§ Task directions: Find the line with "#[derive(Zeroize, ZeroizeOnDrop)]" and the line with "if candidate.0.chars().any(|ch| ch.is_control()" in the entries below; output exactly those two lines, every line between them, and no others.
Source data section start
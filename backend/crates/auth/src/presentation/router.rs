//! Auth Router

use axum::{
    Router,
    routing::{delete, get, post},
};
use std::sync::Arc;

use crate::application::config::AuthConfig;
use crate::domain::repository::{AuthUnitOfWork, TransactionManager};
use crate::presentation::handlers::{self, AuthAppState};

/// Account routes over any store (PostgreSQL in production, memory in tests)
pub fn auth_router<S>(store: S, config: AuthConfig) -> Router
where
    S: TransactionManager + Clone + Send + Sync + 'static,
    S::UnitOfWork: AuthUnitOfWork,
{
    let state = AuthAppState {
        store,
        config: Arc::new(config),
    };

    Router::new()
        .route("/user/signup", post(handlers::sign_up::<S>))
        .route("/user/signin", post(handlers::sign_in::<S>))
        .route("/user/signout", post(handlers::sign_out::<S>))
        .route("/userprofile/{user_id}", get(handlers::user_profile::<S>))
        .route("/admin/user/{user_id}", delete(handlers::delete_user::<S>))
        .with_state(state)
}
Source data section end
Source data section start
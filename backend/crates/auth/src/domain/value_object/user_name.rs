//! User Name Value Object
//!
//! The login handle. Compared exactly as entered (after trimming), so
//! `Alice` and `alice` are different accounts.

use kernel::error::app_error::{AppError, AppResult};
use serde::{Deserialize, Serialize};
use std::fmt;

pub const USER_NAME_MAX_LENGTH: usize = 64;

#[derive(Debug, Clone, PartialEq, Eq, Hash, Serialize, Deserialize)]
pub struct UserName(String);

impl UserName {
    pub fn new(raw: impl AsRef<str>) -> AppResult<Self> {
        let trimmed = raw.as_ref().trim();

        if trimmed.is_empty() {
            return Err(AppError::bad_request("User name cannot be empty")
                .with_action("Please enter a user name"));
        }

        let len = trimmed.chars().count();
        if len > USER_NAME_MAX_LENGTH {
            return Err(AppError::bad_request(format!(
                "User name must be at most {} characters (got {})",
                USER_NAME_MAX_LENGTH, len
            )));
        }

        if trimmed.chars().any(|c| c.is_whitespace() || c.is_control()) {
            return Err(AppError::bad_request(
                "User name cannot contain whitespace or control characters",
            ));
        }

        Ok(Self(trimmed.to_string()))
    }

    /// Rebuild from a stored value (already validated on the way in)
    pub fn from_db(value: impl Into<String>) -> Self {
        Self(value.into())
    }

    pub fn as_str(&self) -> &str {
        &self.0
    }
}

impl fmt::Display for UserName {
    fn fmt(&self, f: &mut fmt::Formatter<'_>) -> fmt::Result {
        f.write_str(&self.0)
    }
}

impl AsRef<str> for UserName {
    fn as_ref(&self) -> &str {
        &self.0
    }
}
Source data section end
Source data section start
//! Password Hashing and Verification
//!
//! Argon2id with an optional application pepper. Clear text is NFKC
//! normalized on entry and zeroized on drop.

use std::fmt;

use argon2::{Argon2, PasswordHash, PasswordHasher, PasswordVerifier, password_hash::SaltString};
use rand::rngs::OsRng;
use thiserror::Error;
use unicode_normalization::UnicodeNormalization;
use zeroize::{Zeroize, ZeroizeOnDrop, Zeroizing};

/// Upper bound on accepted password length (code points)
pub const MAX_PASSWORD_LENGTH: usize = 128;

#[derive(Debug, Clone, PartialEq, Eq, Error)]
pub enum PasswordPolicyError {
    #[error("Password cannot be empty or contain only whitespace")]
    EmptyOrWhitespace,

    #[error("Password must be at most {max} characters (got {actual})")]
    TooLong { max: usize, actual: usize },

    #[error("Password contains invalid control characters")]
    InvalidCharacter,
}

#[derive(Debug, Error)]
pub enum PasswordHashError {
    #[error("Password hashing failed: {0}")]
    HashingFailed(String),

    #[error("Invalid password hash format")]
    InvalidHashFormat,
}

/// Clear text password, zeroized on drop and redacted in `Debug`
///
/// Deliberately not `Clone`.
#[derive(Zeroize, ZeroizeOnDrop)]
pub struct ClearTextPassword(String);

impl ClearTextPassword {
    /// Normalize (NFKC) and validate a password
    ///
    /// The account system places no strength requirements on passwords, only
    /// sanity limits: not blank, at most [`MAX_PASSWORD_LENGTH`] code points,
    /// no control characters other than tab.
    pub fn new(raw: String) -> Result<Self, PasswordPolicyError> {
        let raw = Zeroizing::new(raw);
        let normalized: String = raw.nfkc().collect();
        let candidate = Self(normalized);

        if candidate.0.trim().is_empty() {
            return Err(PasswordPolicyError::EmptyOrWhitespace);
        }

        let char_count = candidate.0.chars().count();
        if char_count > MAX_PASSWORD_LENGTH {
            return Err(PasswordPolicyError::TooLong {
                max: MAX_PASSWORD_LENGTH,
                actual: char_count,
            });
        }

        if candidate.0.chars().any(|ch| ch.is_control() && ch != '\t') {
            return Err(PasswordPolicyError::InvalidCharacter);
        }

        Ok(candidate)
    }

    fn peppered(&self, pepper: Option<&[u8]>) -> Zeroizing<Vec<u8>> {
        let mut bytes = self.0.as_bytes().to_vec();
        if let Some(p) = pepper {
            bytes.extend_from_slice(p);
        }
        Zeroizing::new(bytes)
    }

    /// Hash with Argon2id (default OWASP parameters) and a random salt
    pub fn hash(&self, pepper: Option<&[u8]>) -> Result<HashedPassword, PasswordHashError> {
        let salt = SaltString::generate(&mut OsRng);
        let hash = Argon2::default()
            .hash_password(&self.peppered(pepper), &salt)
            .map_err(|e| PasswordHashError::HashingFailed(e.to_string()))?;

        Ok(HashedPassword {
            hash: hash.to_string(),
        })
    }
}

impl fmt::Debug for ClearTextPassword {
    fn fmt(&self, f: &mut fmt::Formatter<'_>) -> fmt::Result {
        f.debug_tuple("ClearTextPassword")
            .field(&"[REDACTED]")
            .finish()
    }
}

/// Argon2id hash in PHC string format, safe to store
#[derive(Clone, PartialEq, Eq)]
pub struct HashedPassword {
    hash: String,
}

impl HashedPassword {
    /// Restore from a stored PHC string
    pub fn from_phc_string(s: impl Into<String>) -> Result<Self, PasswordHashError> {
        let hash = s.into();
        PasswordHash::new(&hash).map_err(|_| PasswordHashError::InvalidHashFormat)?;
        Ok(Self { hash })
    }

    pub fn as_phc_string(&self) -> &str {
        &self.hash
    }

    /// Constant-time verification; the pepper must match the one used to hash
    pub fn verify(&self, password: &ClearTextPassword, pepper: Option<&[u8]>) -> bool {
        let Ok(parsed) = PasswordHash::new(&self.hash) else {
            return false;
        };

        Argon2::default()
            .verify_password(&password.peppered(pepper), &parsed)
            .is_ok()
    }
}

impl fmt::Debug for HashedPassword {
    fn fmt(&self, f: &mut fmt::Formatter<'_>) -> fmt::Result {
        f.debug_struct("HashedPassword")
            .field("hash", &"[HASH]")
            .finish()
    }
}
Source data section end
§ Answer box:
#[derive(Zeroize, ZeroizeOnDrop)]
pub struct ClearTextPassword(String);

impl ClearTextPassword {
    /// Normalize (NFKC) and validate a password
    ///
    /// The account system places no strength requirements on passwords, only
    /// sanity limits: not blank, at most [`MAX_PASSWORD_LENGTH`] code points,
    /// no control characters other than tab.
    pub fn new(raw: String) -> Result<Self, PasswordPolicyError> {
        let raw = Zeroizing::new(raw);
        let normalized: String = raw.nfkc().collect();
        let candidate = Self(normalized);

        if candidate.0.trim().is_empty() {
            return Err(PasswordPolicyError::EmptyOrWhitespace);
        }

        let char_count = candidate.0.chars().count();
        if char_count > MAX_PASSWORD_LENGTH {
            return Err(PasswordPolicyError::TooLong {
                max: MAX_PASSWORD_LENGTH,
                actual: char_count,
            });
        }

        if candidate.0.chars().any(|ch| ch.is_control() && ch != '\t') {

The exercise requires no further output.